Young Russian Muslims watched videos of ISIS leaders and sheikhs calling to join the holy war. The travel package for a recruited Russian included an air ticket, $500 of pocket money and a backpack with T-shirts, socks and other basic needs.
“This is not just a popular trend, this is a lifestyle. Many in the Muslim community live day and night with the idea of joining the war, not for the sake of money but for pure hope to live for once in Sharia World. Recruiters say that the entire Muslim world has to be involved in the war now,” Navruzova said.
Male recruits are not the only ones who are leaving Russia. Women take off to join ISIS, too.

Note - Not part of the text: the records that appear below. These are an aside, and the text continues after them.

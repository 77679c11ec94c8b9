//! Field names producers are expected to emit.
//!
//! The vocabulary documents the shape of a log line and backs optional
//! validation. Encoders stay key-agnostic and accept any string.

pub const ACCID: &str = "accid";
pub const CLUSTER: &str = "cluster";
pub const ENVNAME: &str = "envname";
pub const FILE: &str = "file";
/// Nested identity record.
pub const ID: &str = "id";
pub const MARKER: &str = "marker";
pub const NODE: &str = "node";
pub const PRODUCT: &str = "product";
pub const STRIPE: &str = "stripe";

pub const CONTEXT: &str = "context";
pub const EXCEPTION: &str = "exception";
/// Message with arguments substituted.
pub const FORMATTED_MESSAGE: &str = "message";
pub const LEVEL: &str = "level";
pub const LOGGER: &str = "logger";
/// Nested string-to-string context map.
pub const MDC: &str = "mdc";
/// Message template before argument substitution.
pub const MESSAGE: &str = "raw-message";
pub const THREAD: &str = "thread";
pub const TIMESTAMP: &str = "timestamp";

/// Every recognized key, sorted.
pub const SUPPORTED: &[&str] = &[
    ACCID,
    CLUSTER,
    CONTEXT,
    ENVNAME,
    EXCEPTION,
    FILE,
    ID,
    LEVEL,
    LOGGER,
    MARKER,
    MDC,
    FORMATTED_MESSAGE,
    NODE,
    PRODUCT,
    MESSAGE,
    STRIPE,
    THREAD,
    TIMESTAMP,
];

pub fn is_supported(key: &str) -> bool {
    SUPPORTED.binary_search(&key).is_ok()
}

#[cfg(test)]
mod tests {
    use super::*;
    use std::collections::HashSet;

    #[test]
    fn supported_is_a_sorted_set() {
        let unique: HashSet<_> = SUPPORTED.iter().collect();
        assert_eq!(unique.len(), SUPPORTED.len());
        assert!(SUPPORTED.windows(2).all(|w| w[0] < w[1]));
    }

    #[test]
    fn lookup() {
        assert!(is_supported("marker"));
        assert!(is_supported("raw-message"));
        assert!(!is_supported("other"));
        assert!(!is_supported("Marker"));
    }
}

On the morning of February 27, "Oksana," a young woman from Derbent, seemed to be just another student at the local university. She had breakfast with her family, showing no sign of any plans to travel; a few hours later she was in a car driving across the Russian border to Azerbaijan. The last time she was seen was at Baku airport. “Somebody provided her with luggage,” said Navruzova, who now has to deal with Gadzhiyeva’s broken-hearted mother, looking for ways to bring her daughter back to Russia, “before she marries one of the fighters.”
It is one of Navruzova’s priorities to prevent widows of local insurgents from taking extreme actions against themselves or others, she said.

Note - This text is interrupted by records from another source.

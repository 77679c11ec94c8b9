use chrono::{DateTime, Utc};
use std::collections::BTreeMap;

/// A log event as handed over by the host logging framework.
///
/// All fields are copied into the record unchanged; the layout only
/// formats the timestamp.
#[derive(Debug, Clone)]
pub struct LogEvent {
    pub timestamp: DateTime<Utc>,
    pub level: String,
    pub thread: String,
    pub logger: String,
    /// Message with arguments already substituted.
    pub message: String,
    /// Message template, if the host keeps it separately.
    pub raw_message: Option<String>,
    pub mdc: BTreeMap<String, String>,
    pub exception: Option<String>,
    /// Top-level marker name only; child markers are not carried.
    pub marker: Option<String>,
}

impl LogEvent {
    /// Create an event stamped now, on the current thread.
    pub fn new(level: impl Into<String>, logger: impl Into<String>, message: impl Into<String>) -> Self {
        LogEvent {
            timestamp: Utc::now(),
            level: level.into(),
            thread: current_thread_name(),
            logger: logger.into(),
            message: message.into(),
            raw_message: None,
            mdc: BTreeMap::new(),
            exception: None,
            marker: None,
        }
    }

    pub fn at(mut self, timestamp: DateTime<Utc>) -> Self {
        self.timestamp = timestamp;
        self
    }

    pub fn on_thread(mut self, thread: impl Into<String>) -> Self {
        self.thread = thread.into();
        self
    }

    pub fn with_marker(mut self, marker: impl Into<String>) -> Self {
        self.marker = Some(marker.into());
        self
    }

    pub fn with_mdc(mut self, key: impl Into<String>, value: impl Into<String>) -> Self {
        self.mdc.insert(key.into(), value.into());
        self
    }

    pub fn with_exception(mut self, exception: impl Into<String>) -> Self {
        self.exception = Some(exception.into());
        self
    }

    pub fn with_raw_message(mut self, raw: impl Into<String>) -> Self {
        self.raw_message = Some(raw.into());
        self
    }
}

/// Name of the current thread, or its id for unnamed threads.
pub fn current_thread_name() -> String {
    let thread = std::thread::current();
    match thread.name() {
        Some(name) => name.to_string(),
        None => format!("{:?}", thread.id()),
    }
}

Nobody in ISIS has “zombified” the young Russian citizens, nobody offered them money: “On the contrary, insurgencies often recruit well-educated youths from wealthy, intelligent families,” says Navruzova.

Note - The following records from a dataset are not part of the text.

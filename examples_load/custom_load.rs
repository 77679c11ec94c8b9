use std::sync::Arc;
use std::time::Instant;
use tokio::time::{sleep, Duration};
use tracing::{error, Level};

use json_log_layout::identity::{IdentityKey, StaticIdentity};
use json_log_layout::init::{init_tracing_with_config, LayerConfig};
use json_log_layout::noop_sink::NoopSink;
use json_log_layout::{JsonLayout, LayoutConfig};

#[tokio::main]
async fn main() {
    let identity = StaticIdentity::new()
        .with(IdentityKey::Node, "node-1")
        .with(IdentityKey::Stripe, "stripe-1")
        .with(IdentityKey::Cluster, "load");
    let layout_config = LayoutConfig {
        timezone: Some("UTC".to_string()),
        context_name: Some("load".to_string()),
        ..LayoutConfig::new("load.log", "load-test")
    };
    let layout = JsonLayout::new(layout_config, Arc::new(identity)).expect("valid layout config");
    let sink = Arc::new(NoopSink::default());

    let layer_config = LayerConfig {
        channel_buffer: 50_000,
        batch_size: 1_000,
        flush_interval: Duration::from_millis(200),
        max_level: Level::ERROR,
        enable_stdout: false,
    };

    init_tracing_with_config(Arc::new(layout), sink, layer_config);

    let n: u64 = 100_000;
    let start = Instant::now();

    for i in 0..n {
        error!(iteration = i, marker = "LOAD", "custom load test error\nwith a second line");
    }

    let elapsed = start.elapsed();
    println!("custom config: laid out {} events in {:?} (~{:.0} ev/s)",
        n,
        elapsed,
        n as f64 / elapsed.as_secs_f64()
    );

    sleep(Duration::from_secs(2)).await;
}
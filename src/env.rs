//! Environment variable names used by this crate for configuring the
//! layout and identity fields from deployment environments.
//!
//! These are purely helpers; the layout and enricher themselves take
//! explicit configuration and an injected identity source.

/// Required source file identifier written as `file`.
pub const JSON_LOGGING_FILE_ENV: &str = "JSON_LOGGING_FILE";

/// Required product identifier written as `id.product`.
pub const JSON_LOGGING_PRODUCT_ENV: &str = "JSON_LOGGING_PRODUCT";

/// When `true` and no timezone is configured, timestamps are written in UTC.
pub const JSON_LOGGING_UTC_ENV: &str = "JSON_LOGGING_UTC";

/// Optional timezone: `UTC`, `local` or a fixed offset such as `+02:00`.
pub const JSON_LOGGING_TIMEZONE_ENV: &str = "JSON_LOGGING_TIMEZONE";

/// Optional chrono strftime pattern for the `timestamp` field.
pub const JSON_LOGGING_TIMESTAMP_FORMAT_ENV: &str = "JSON_LOGGING_TIMESTAMP_FORMAT";

/// Optional logging context name written as `context`.
pub const JSON_LOGGING_CONTEXT_ENV: &str = "JSON_LOGGING_CONTEXT";

/// Account identifier written as `accid`.
pub const JSON_LOGGING_ACCID_ENV: &str = "JSON_LOGGING_ACCID";

/// Environment name written as `envname`.
pub const JSON_LOGGING_ENVNAME_ENV: &str = "JSON_LOGGING_ENVNAME";

/// Node identifier written as `id.node`.
pub const JSON_LOGGING_NODE_ENV: &str = "JSON_LOGGING_NODE";

/// Stripe identifier written as `id.stripe`.
pub const JSON_LOGGING_STRIPE_ENV: &str = "JSON_LOGGING_STRIPE";

/// Cluster identifier written as `id.cluster`.
pub const JSON_LOGGING_CLUSTER_ENV: &str = "JSON_LOGGING_CLUSTER";

/// Read an environment variable or fall back to a provided default.
pub fn env_or(key: &str, default: &str) -> String {
    std::env::var(key).unwrap_or_else(|_| default.to_string())
}

/// Read an environment variable, treating unset and empty as absent.
pub fn env_opt(key: &str) -> Option<String> {
    std::env::var(key).ok().filter(|v| !v.is_empty())
}

/// `true` only when the variable is exactly `true`.
pub fn env_flag(key: &str) -> bool {
    env_or(key, "false") == "true"
}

Her lists of names in the notebook on her desk include 86 boys and girls from her hometown of Derbent who had left in the past year, mostly for Syria.
If militants are ready to surrender and return home they know where to call. Navruzova’s center’s contact information is listed online.
Currently two families are in touch with her, hoping that their children would return home. “After seeing that Muslims fight against Muslims in Syria, the beheading incidents, women and children being killed and their leaders living in luxurious villas, guys get disappointed in such jihad.” But those who wanted to return to Dagestan ware exceptions rather than the rule.
“Take the latest example,” said Navruzova, pulling up a Facebook page on her computer. On it was Dzhambulat Pashayev. “He had everything in Russia—good education, a big house in a prestigious neighborhood in Moscow; he was only 25 year old but chose to go to Syria and die, “ Navruzova told The Daily Beast.
Wealthy young Muslims sell their cars and take their families’ savings—thousands of Euros—to contribute to the ISIS war.
It was not from a textbook that Navruzova learned about the insurgency’s methods for recruitment, she saw it in her own family. In 2008 her younger brother, Ramil or “Roma,” joined the Islamist underground in Dagestan and a few weeks later was killed in a counter-terrorist operation by law enforcement agencies.
Shortly before that Ramil, a second year university student, quit going to movies, quit drinking in pubs with his buddies, and began to pray at a local mosque in Derbent together with his friends, also boys from “well-established families.” When her brother was killed, Navruzova says, she “promised to take revenge for every drop of his blood.”
What would be the best way for Russian authorities to prevent young citizens from joining the jihadist war?
“Change the methods,” says Magomed Shamilov, a human rights defender and observer of conditions in Dagestan’s prisons for the Russian Public Chamber. “Violent pressure by state law enforcement agencies, overwhelming corruption in government and in police leadership, the torture and humiliation of detainees: these push our Muslim youth to escape the country or join the militant insurgency in Dagestan.”
Navruzova’s immediate agenda is to convince local authorities not to close a local Salafi mosque in Derbent currently struggling to get legalized, since the elimination of the mosque would only inspire a backlash.
“If we don’t want all Muslim critics of state methods to unite against the authorities, we need to be really delicate with our actions,” says Navruzova. Only ideology can contradict the ideology of ISIS.
“We have unique experience,” she said. “We are a bridge between the Islamic circles and the authorities.” But it is a fragile span across a very wide abyss.